Pulp horror is great. There is no getting away from it, Like a B-movie both these books have everything you need. Not just the trashy horror but the cheesiness and the instant likeability, especially when giant crabs are storming around causing chaos.
These two books are a telling of events on two different, albeit close parts of the Welsh coast from whence some cunning crustaceans get into some fast paced not to mention gory rampant killing action and the combined stories overlap just enough without getting to repetitive.
So what is the actual plot, I pretend I hear you ask, well the book covers tend to give it away. For those of you not instantly turned off by the blatant selling of what can only be described as an unlikely scenario should know that this is quite a layered book, there are ideas about capitalism, wildlife, the nature of the unknown, a range of human emotions are explored as well. Or perhaps I am just reading between the lines a tad to much.
- Violence – This is what we have brought the book for, and it delivers with hideous aplomb, there are limbs rendered asunder, explosions, bloody gore everywhere and other various high octane adrenaline bits of excitement. These are also some mean and crafty crustaceans.

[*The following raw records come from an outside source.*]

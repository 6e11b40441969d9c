//! Prompt texts and builders for every model-facing operation.
//!
//! All prompt wording lives here so the pipeline components stay free of
//! string templates and the citation grammar is taught from exactly one
//! place.

use crate::models::{Patient, ReportPayload, Study};

// ── image captioning ────────────────────────────────────────────────────

pub const SPECIALIZED_CAPTION_SYSTEM: &str = "You are an expert medical radiologist. \
Analyze medical images and provide detailed, accurate descriptions of findings.";

pub const SPECIALIZED_CAPTION_USER: &str = "Describe this medical image in detail, \
including any notable findings, anatomical structures, and potential abnormalities.";

pub const GENERAL_CAPTION_PROMPT: &str = r#"You are an expert radiologist analyzing medical images. Provide a detailed, technical description of the medical image including:
1. Anatomical structures visible
2. Imaging plane/view
3. Any notable findings or abnormalities
4. Technical quality of the image
5. Any contrast or special techniques used

Be specific and use proper medical terminology. This caption will be used for further AI analysis.

Analyze this medical image and provide a comprehensive technical description."#;

/// Refine one raw slice caption, given its position in the study.
pub fn caption_enhancement_prompt(
    raw_caption: &str,
    slice_number: usize,
    total_slices: usize,
) -> String {
    format!(
        r#"You are an expert radiologist reviewing an AI-generated description of one slice from a medical imaging study.

Original description (slice {slice_number} of {total_slices}):
{raw_caption}

Rewrite this description to be clearer and more clinically precise:
1. Keep every finding from the original; do not add findings that are not described
2. Use proper radiological terminology
3. Note the slice position where it is relevant to the findings
4. Remove hedging and filler while preserving stated uncertainty

Return only the improved description, nothing else."#
    )
}

// ── series summarization ────────────────────────────────────────────────

fn numbered_slices(captions: &[String]) -> String {
    captions
        .iter()
        .enumerate()
        .map(|(i, caption)| format!("Slice {}: {}", i + 1, caption))
        .collect::<Vec<_>>()
        .join("\n\n")
}

/// Study-level summary over raw slice captions.
pub fn series_summary_prompt(captions: &[String]) -> String {
    format!(
        r#"You are an expert radiologist. Given the following medical image slice descriptions from a single imaging study, produce a concise study-level summary that captures the key findings, anatomical observations, and any potential abnormalities.

Slice Descriptions:
{slices}

Provide a comprehensive yet concise summary that:
1. Synthesizes findings across all slices
2. Highlights the most significant observations
3. Notes any abnormalities or pathological findings
4. Maintains proper medical terminology
5. Follows standard radiology reporting conventions

Study Summary:"#,
        slices = numbered_slices(captions)
    )
}

/// Study-level summary over enhanced captions, anchored to the study title
/// and modality.
pub fn enhanced_summary_prompt(
    title: &str,
    modality: Option<&str>,
    captions: &[String],
) -> String {
    let modality_line = modality
        .map(|m| format!("\nImaging modality: {m}"))
        .unwrap_or_default();
    format!(
        r#"You are an expert radiologist. The following are refined descriptions of each slice from the imaging study "{title}".{modality_line}

Slice Descriptions:
{slices}

Produce a concise study-level summary that:
1. Synthesizes findings across all slices
2. Highlights the most significant observations
3. Notes any abnormalities or pathological findings
4. Maintains proper medical terminology
5. Follows standard radiology reporting conventions

Study Summary:"#,
        slices = numbered_slices(captions)
    )
}

// ── study metadata extraction ───────────────────────────────────────────

pub fn study_title_prompt(modality: Option<&str>) -> String {
    let modality_line = modality
        .map(|m| format!("\nImaging modality: {m}\n"))
        .unwrap_or_default();
    format!(
        r#"You are an expert radiologist. Based on the provided medical image, generate a concise and descriptive title for this imaging study. The title should identify:
1. The body part or region imaged
2. The imaging technique or view (if apparent)
3. Any contrast or special techniques used (if visible)

The title should be professional, concise (3-8 words), and follow standard medical imaging naming conventions.
Examples: "Chest PA and Lateral", "Brain MRI with Contrast", "Abdominal CT Angiography", "Left Knee AP and Lateral"
{modality_line}
Analyze this medical image and provide only the title, nothing else."#
    )
}

pub const DATE_EXTRACTION_PROMPT: &str = r#"You are an expert at reading medical imaging reports and extracting dates. Look for the imaging date/acquisition date in the provided medical image. Common locations include:
1. Top or bottom corners of the image
2. Header information
3. DICOM overlay text
4. Printed report sections

Extract the date and convert it to ISO format (YYYY-MM-DD). If a time is also visible, include it (YYYY-MM-DDTHH:mm).

Analyze this medical image and extract the imaging/acquisition date. Return a JSON response with:
{
  "date": "YYYY-MM-DD or YYYY-MM-DDTHH:mm format, or null if not found",
  "confidence": "high/medium/low/none",
  "original_format": "the date as it appears in the image (if found)"
}"#;

pub const MODALITY_EXTRACTION_PROMPT: &str = r#"You are an expert radiologist. Based on the provided medical image, identify the imaging modality. Common modalities include:
1. CT (Computed Tomography)
2. MRI (Magnetic Resonance Imaging)
3. X-Ray (Radiography)
4. US/Ultrasound
5. PET (Positron Emission Tomography)
6. NM (Nuclear Medicine)
7. MG (Mammography)
8. FL (Fluoroscopy)
9. DEXA (Bone Densitometry)

Look for visual cues like:
- Image characteristics (contrast, resolution, appearance)
- Any text overlays mentioning the modality
- Technical parameters displayed on the image
- Characteristic image features of each modality

Analyze this medical image and identify the imaging modality. Return ONLY the modality abbreviation (e.g., CT, MRI, X-Ray, US) or null if you cannot determine it."#;

// ── report synthesis ────────────────────────────────────────────────────

pub const REPORT_PERSONA: &str = "You are an expert radiologist with extensive experience \
in interpreting medical imaging studies. You provide comprehensive, accurate, and \
clinically relevant reports that help guide patient care.";

/// Full report-synthesis prompt. `data_json` is the serialized patient and
/// study block including the requested output schema.
pub fn report_prompt(data_json: &str, study_ids: &[String]) -> String {
    let ids = study_ids.join(", ");
    format!(
        r#"{REPORT_PERSONA}

Based on the following patient information and imaging studies, generate a comprehensive radiology report.

IMPORTANT: Every clinical statement must cite the study it is based on, using the format [CITE:study_id]. For comparative statements drawing on several studies, cite them together like [CITE:study1_id,study2_id]. The valid study ids for this patient are: {ids}.

Patient Information and Studies:
{data_json}

Return a JSON response exactly matching the requested_schema format. Be thorough but concise, ensure all findings are clinically relevant, and do not report findings that the study summaries do not support."#
    )
}

// ── conversation ────────────────────────────────────────────────────────

/// System prompt grounding a follow-up conversation in the patient's
/// studies and latest report.
pub fn conversation_system_prompt(
    patient: &Patient,
    studies: &[Study],
    report: Option<&ReportPayload>,
) -> String {
    let studies_block = studies
        .iter()
        .enumerate()
        .map(|(i, study)| {
            format!(
                "\nStudy {n}:\n- ID: {id}\n- Title: {title}\n- Modality: {modality}\n- Date: {date}\n- Summary: {summary}",
                n = i + 1,
                id = study.id,
                title = study.title,
                modality = study.modality.as_deref().unwrap_or("Not specified"),
                date = study.imaging_datetime.format("%Y-%m-%d"),
                summary = study.series_summary,
            )
        })
        .collect::<Vec<_>>()
        .join("\n");

    let report_block = match report {
        Some(payload) => format!(
            "Latest Comprehensive Report:\nFindings:\n{}\n\nImpression:\n{}\n\nNext Steps/Recommendations:\n{}",
            payload.findings, payload.impression, payload.next_steps
        ),
        None => "No comprehensive report is available yet for this patient.".to_string(),
    };

    format!(
        r#"You are ChronoScan AI, a helpful medical assistant. Your role is to discuss the patient's medical information based *solely* on the context provided below. Do not infer, speculate, or provide medical advice beyond what is explicitly stated in the reports and summaries.

IMPORTANT: When referencing information from specific studies, you MUST include citations in the format [CITE:study_id]. For example, if referencing information from study with ID "abc123", write [CITE:abc123]. You can cite multiple studies like [CITE:study1_id,study2_id].

Patient Information:
- Name: {name}
- Age: {age}
- Sex: {sex}
- Reason for Imaging: {reason}

Imaging Studies (in chronological order):
{studies_block}

{report_block}

---
Based on this information, please answer the user's questions. Always cite the specific study IDs when referring to information from particular studies. If the information is not available in the provided context, state that clearly."#,
        name = patient.name,
        age = patient.age,
        sex = patient.sex,
        reason = patient.reason_for_imaging.as_deref().unwrap_or("Not specified"),
    )
}

// ── chat titles ─────────────────────────────────────────────────────────

/// Title prompt over an early-conversation transcript.
pub fn chat_title_prompt(transcript: &str) -> String {
    format!(
        r#"Based on this medical conversation, generate a very concise and short title (max 5-7 words, ideally 3-4 words, absolute max 50 characters) that captures the main topic or question. The title should be extremely brief and help quickly identify the conversation.

Conversation:
{transcript}

Generate only the title, nothing else. Be very brief."#
    )
}
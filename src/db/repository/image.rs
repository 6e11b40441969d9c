use chrono::{DateTime, Utc};
use rusqlite::{params, Connection};
use uuid::Uuid;

use crate::db::DatabaseError;
use crate::models::StudyImage;

pub fn insert_image(conn: &Connection, image: &StudyImage) -> Result<(), DatabaseError> {
    conn.execute(
        "INSERT INTO images
            (id, study_id, blob_ref, slice_index, raw_caption, enhanced_caption, created_at)
         VALUES (?1, ?2, ?3, ?4, ?5, ?6, ?7)",
        params![
            image.id.to_string(),
            image.study_id.to_string(),
            image.blob_ref,
            image.slice_index,
            image.raw_caption,
            image.enhanced_caption,
            image.created_at,
        ],
    )?;
    Ok(())
}

/// Slices for one study in slice order — the order captions are aggregated in.
pub fn list_images_for_study(
    conn: &Connection,
    study_id: &Uuid,
) -> Result<Vec<StudyImage>, DatabaseError> {
    let mut stmt = conn.prepare(
        "SELECT id, study_id, blob_ref, slice_index, raw_caption, enhanced_caption, created_at
         FROM images WHERE study_id = ?1 ORDER BY slice_index ASC",
    )?;

    let rows = stmt.query_map(params![study_id.to_string()], image_from_row)?;

    let mut images = Vec::new();
    for row in rows {
        images.push(row?);
    }
    Ok(images)
}

pub fn update_image_captions(
    conn: &Connection,
    id: &Uuid,
    raw_caption: &str,
    enhanced_caption: Option<&str>,
) -> Result<(), DatabaseError> {
    let affected = conn.execute(
        "UPDATE images SET raw_caption = ?2, enhanced_caption = ?3 WHERE id = ?1",
        params![id.to_string(), raw_caption, enhanced_caption],
    )?;
    if affected == 0 {
        return Err(DatabaseError::NotFound {
            entity_type: "image".into(),
            id: id.to_string(),
        });
    }
    Ok(())
}

fn image_from_row(row: &rusqlite::Row<'_>) -> Result<StudyImage, rusqlite::Error> {
    Ok(StudyImage {
        id: Uuid::parse_str(&row.get::<_, String>(0)?).unwrap_or_default(),
        study_id: Uuid::parse_str(&row.get::<_, String>(1)?).unwrap_or_default(),
        blob_ref: row.get(2)?,
        slice_index: row.get(3)?,
        raw_caption: row.get(4)?,
        enhanced_caption: row.get(5)?,
        created_at: row.get::<_, DateTime<Utc>>(6)?,
    })
}
use chrono::{DateTime, Utc};
use serde::{Deserialize, Serialize};
use uuid::Uuid;

use super::enums::MessageRole;

/// Placeholder title until one is derived from the conversation content.
pub const NEW_CHAT_TITLE: &str = "New Chat";

#[derive(Debug, Clone, Serialize, Deserialize)]
pub struct Chat {
    pub id: Uuid,
    pub patient_id: Uuid,
    pub title: String,
    pub created_at: DateTime<Utc>,
}

#[derive(Debug, Clone, Serialize, Deserialize)]
pub struct ChatMessage {
    pub id: Uuid,
    pub chat_id: Uuid,
    pub role: MessageRole,
    pub content: String,
    pub created_at: DateTime<Utc>,
}
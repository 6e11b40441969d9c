//! Image normalization for the captioning pipeline.
//!
//! Every uploaded slice is normalized to a fixed 896×896 JPEG (cover resize,
//! center crop) before storage and inference; providers only ever see the
//! base64 of the normalized bytes, never raw uploads.

use base64::engine::general_purpose::STANDARD as BASE64;
use base64::Engine;
use image::codecs::jpeg::JpegEncoder;
use image::imageops::FilterType;
use image::GenericImageView;

/// Square raster every slice is normalized to.
pub const TARGET_DIMENSION: u32 = 896;
const JPEG_QUALITY: u8 = 90;
pub const NORMALIZED_MIME: &str = "image/jpeg";

#[derive(Debug, thiserror::Error)]
pub enum ImagingError {
    #[error("Unsupported image type: {0}")]
    UnsupportedType(String),

    #[error("Failed to decode image: {0}")]
    Decode(String),

    #[error("Failed to encode image: {0}")]
    Encode(String),
}

/// A slice normalized for storage and inference.
#[derive(Debug, Clone)]
pub struct NormalizedImage {
    pub jpeg_bytes: Vec<u8>,
    pub base64: String,
}

/// Upload formats the intake endpoint accepts.
pub fn is_supported_content_type(content_type: &str) -> bool {
    matches!(
        content_type.to_ascii_lowercase().as_str(),
        "image/jpeg" | "image/jpg" | "image/png" | "image/webp"
    )
}

/// Decode, cover-resize to 896×896 with center crop, re-encode as JPEG
/// quality 90, and base64 the result. A decode failure means the input is
/// deterministically invalid — callers must not retry it.
pub fn normalize_image(raw: &[u8]) -> Result<NormalizedImage, ImagingError> {
    let decoded = image::load_from_memory(raw).map_err(|e| ImagingError::Decode(e.to_string()))?;

    let resized = decoded.resize_to_fill(TARGET_DIMENSION, TARGET_DIMENSION, FilterType::Lanczos3);
    let (width, height) = resized.dimensions();
    let rgb = resized.to_rgb8();

    let mut jpeg_bytes = Vec::new();
    let mut encoder = JpegEncoder::new_with_quality(&mut jpeg_bytes, JPEG_QUALITY);
    encoder
        .encode(rgb.as_raw(), width, height, image::ColorType::Rgb8)
        .map_err(|e| ImagingError::Encode(e.to_string()))?;

    let base64 = BASE64.encode(&jpeg_bytes);
    Ok(NormalizedImage { jpeg_bytes, base64 })
}
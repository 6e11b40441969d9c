use chrono::{DateTime, Utc};
use serde::{Deserialize, Serialize};
use uuid::Uuid;

#[derive(Debug, Clone, Serialize, Deserialize)]
pub struct Patient {
    pub id: Uuid,
    pub name: String,
    pub age: i64,
    pub sex: String,
    pub reason_for_imaging: Option<String>,
    pub created_at: DateTime<Utc>,
}
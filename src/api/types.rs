//! Shared state for the API layer.

use std::sync::{Arc, Mutex};

use rusqlite::Connection;

use crate::api::error::ApiError;
use crate::config::Settings;
use crate::db::DatabaseError;
use crate::pipeline::captioning::CaptionPipeline;
use crate::pipeline::conversation::ConversationOrchestrator;
use crate::pipeline::metadata::MetadataExtractor;
use crate::pipeline::report::ReportSynthesizer;
use crate::storage::ObjectStore;

/// Shared context for all API routes: the connection mutex, the object
/// store, and the pipeline components built in the composition root.
#[derive(Clone)]
pub struct AppContext {
    pub db: Arc<Mutex<Connection>>,
    pub store: Arc<dyn ObjectStore>,
    pub captioning: Arc<CaptionPipeline>,
    pub metadata: Arc<MetadataExtractor>,
    pub reports: Arc<ReportSynthesizer>,
    pub conversation: Arc<ConversationOrchestrator>,
    pub settings: Arc<Settings>,
}

impl AppContext {
    /// Run a short closure against the shared connection. The guard is
    /// released before any await, so handlers never hold it across provider
    /// calls.
    pub fn with_conn<T>(
        &self,
        op: impl FnOnce(&Connection) -> Result<T, DatabaseError>,
    ) -> Result<T, ApiError> {
        let conn = self
            .db
            .lock()
            .map_err(|_| ApiError::Internal("lock poisoned".into()))?;
        op(&conn).map_err(ApiError::from)
    }
}
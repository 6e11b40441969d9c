use std::future::Future;
use std::time::Duration;

use super::ProviderError;

/// Bounded retry for transient provider failures.
///
/// Every provider call in the pipeline runs under the same budget: one
/// retry after a fixed pause. Deterministic failures (safety blocks,
/// malformed payloads, bad input) surface immediately.
#[derive(Debug, Clone, Copy)]
pub struct RetryPolicy {
    max_retries: u32,
    delay: Duration,
}

impl Default for RetryPolicy {
    fn default() -> Self {
        Self {
            max_retries: 1,
            delay: Duration::from_millis(2000),
        }
    }
}

impl RetryPolicy {
    pub fn new(max_retries: u32, delay: Duration) -> Self {
        Self { max_retries, delay }
    }

    /// Run `op`, replaying it after a pause while it fails transiently and
    /// attempts remain. `label` identifies the operation in logs.
    pub async fn run<T, F, Fut>(&self, label: &str, mut op: F) -> Result<T, ProviderError>
    where
        F: FnMut() -> Fut,
        Fut: Future<Output = Result<T, ProviderError>>,
    {
        let mut attempt: u32 = 0;
        loop {
            match op().await {
                Ok(value) => return Ok(value),
                Err(error) if error.is_transient() && attempt < self.max_retries => {
                    attempt += 1;
                    tracing::warn!(
                        operation = label,
                        attempt,
                        max_retries = self.max_retries,
                        error = %error,
                        "Transient provider failure, retrying"
                    );
                    tokio::time::sleep(self.delay).await;
                }
                Err(error) => return Err(error),
            }
        }
    }
}
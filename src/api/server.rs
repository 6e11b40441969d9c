//! HTTP server lifecycle: bind, serve, shut down on ctrl-c.

use std::io;

use axum::Router;
use tokio::net::TcpListener;

#[derive(Debug, thiserror::Error)]
pub enum ServerError {
    #[error("Failed to bind {addr}: {source}")]
    Bind { addr: String, source: io::Error },

    #[error("Server error: {0}")]
    Serve(#[from] io::Error),
}

/// Bind `bind_addr` and serve `app` until ctrl-c.
pub async fn serve(app: Router, bind_addr: &str) -> Result<(), ServerError> {
    let listener = TcpListener::bind(bind_addr)
        .await
        .map_err(|source| ServerError::Bind {
            addr: bind_addr.to_string(),
            source,
        })?;
    serve_listener(listener, app).await
}

/// Serve on an already-bound listener. Split out so tests can bind an
/// ephemeral port and learn it before serving.
pub async fn serve_listener(listener: TcpListener, app: Router) -> Result<(), ServerError> {
    let addr = listener.local_addr()?;
    tracing::info!(%addr, "HTTP server listening");

    axum::serve(listener, app)
        .with_graceful_shutdown(shutdown_signal())
        .await?;

    tracing::info!("HTTP server stopped");
    Ok(())
}

async fn shutdown_signal() {
    if let Err(error) = tokio::signal::ctrl_c().await {
        tracing::error!(error = %error, "Failed to install shutdown handler");
        return;
    }
    tracing::info!("Shutdown signal received");
}

#[cfg(test)]
mod tests {
    use axum::routing::get;

    use super::*;

    #[tokio::test]
    async fn bind_failure_names_the_address() {
        let err = serve(Router::new(), "256.0.0.1:0").await.unwrap_err();
        match err {
            ServerError::Bind { addr, .. } => assert_eq!(addr, "256.0.0.1:0"),
            other => panic!("expected bind error, got {other}"),
        }
    }

    #[tokio::test]
    async fn serves_requests_on_a_bound_listener() {
        let listener = TcpListener::bind("127.0.0.1:0").await.unwrap();
        let port = listener.local_addr().unwrap().port();
        let app = Router::new().route("/ping", get(|| async { "pong" }));

        let server = tokio::spawn(serve_listener(listener, app));

        let body = reqwest::get(format!("http://127.0.0.1:{port}/ping"))
            .await
            .unwrap()
            .text()
            .await
            .unwrap();
        assert_eq!(body, "pong");

        server.abort();
    }
}
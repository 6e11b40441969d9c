//! HTTP surface.
//!
//! A thin axum layer over the pipeline components: request validation and
//! DTO mapping live here, every decision that matters lives in `pipeline`.
//! Routes are nested under `/api/`.

pub mod endpoints;
pub mod error;
pub mod router;
pub mod server;
pub mod types;

pub use error::ApiError;
pub use router::build_router;
pub use types::AppContext;
use std::collections::BTreeMap;

use chrono::{DateTime, Utc};
use serde::{Deserialize, Serialize};
use uuid::Uuid;

/// Synthetic citation key (`cite_1`, `cite_2`, …) → source study id.
/// First-seen order is carried by the numeric suffix, so plain map
/// iteration order is not load-bearing.
pub type CitationMap = BTreeMap<String, String>;

/// The structured payload produced by report synthesis. The three text
/// fields may embed `[CITE:id]` tokens; `citations` is derived from them,
/// never independently authored.
#[derive(Debug, Clone, PartialEq, Serialize, Deserialize)]
pub struct ReportPayload {
    pub findings: String,
    pub impression: String,
    pub next_steps: String,
    #[serde(default, skip_serializing_if = "Option::is_none")]
    pub icd10_codes: Option<Vec<String>>,
    #[serde(default, skip_serializing_if = "Option::is_none")]
    pub snomed_codes: Option<Vec<String>>,
    #[serde(default)]
    pub citations: CitationMap,
}

/// A persisted patient-level report. Multiple reports may exist per
/// patient; "latest" is determined by `created_at`.
#[derive(Debug, Clone, Serialize, Deserialize)]
pub struct Report {
    pub id: Uuid,
    pub patient_id: Uuid,
    #[serde(flatten)]
    pub payload: ReportPayload,
    pub created_at: DateTime<Utc>,
}
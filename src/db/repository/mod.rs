//! Repository layer — entity-scoped database operations.
//!
//! One sub-module per entity; all public functions re-exported here.

mod chat;
mod image;
mod patient;
mod report;
mod study;

pub use chat::*;
pub use image::*;
pub use patient::*;
pub use report::*;
pub use study::*;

- The Writing – There is a lot to be said for the writing, it is so many things from awkward to unintentionally hilarious to downright (gloriously) unpolitically correct, sometimes just plain odd. interestingly though it does give a sense of dislocation from real events to strange happenings, a sense of unreality to proceedings.
- The Characters – The characters have delightfully obscure names and not a lot else of a redeeming nature. In fact most of the characters are either dull, annoying or just being written in to be slaughtered. There is an abundance of dramatic lines that are delightfully over the top,
- Sex – Essentially there is a lot of soft core porn type writing to be had here, especially in Crabs’ Moon, in fact in both books the characters seem more interested in having sex than doing anything about the evil menace lurking. How best to judge the spirit in which the book and the series is written is epitomised when a couple are in a steamy lovemaking clinch one of our heroic protagonists uses the hilarious double entendre:
Nothing mattered now, not even the giant crabs.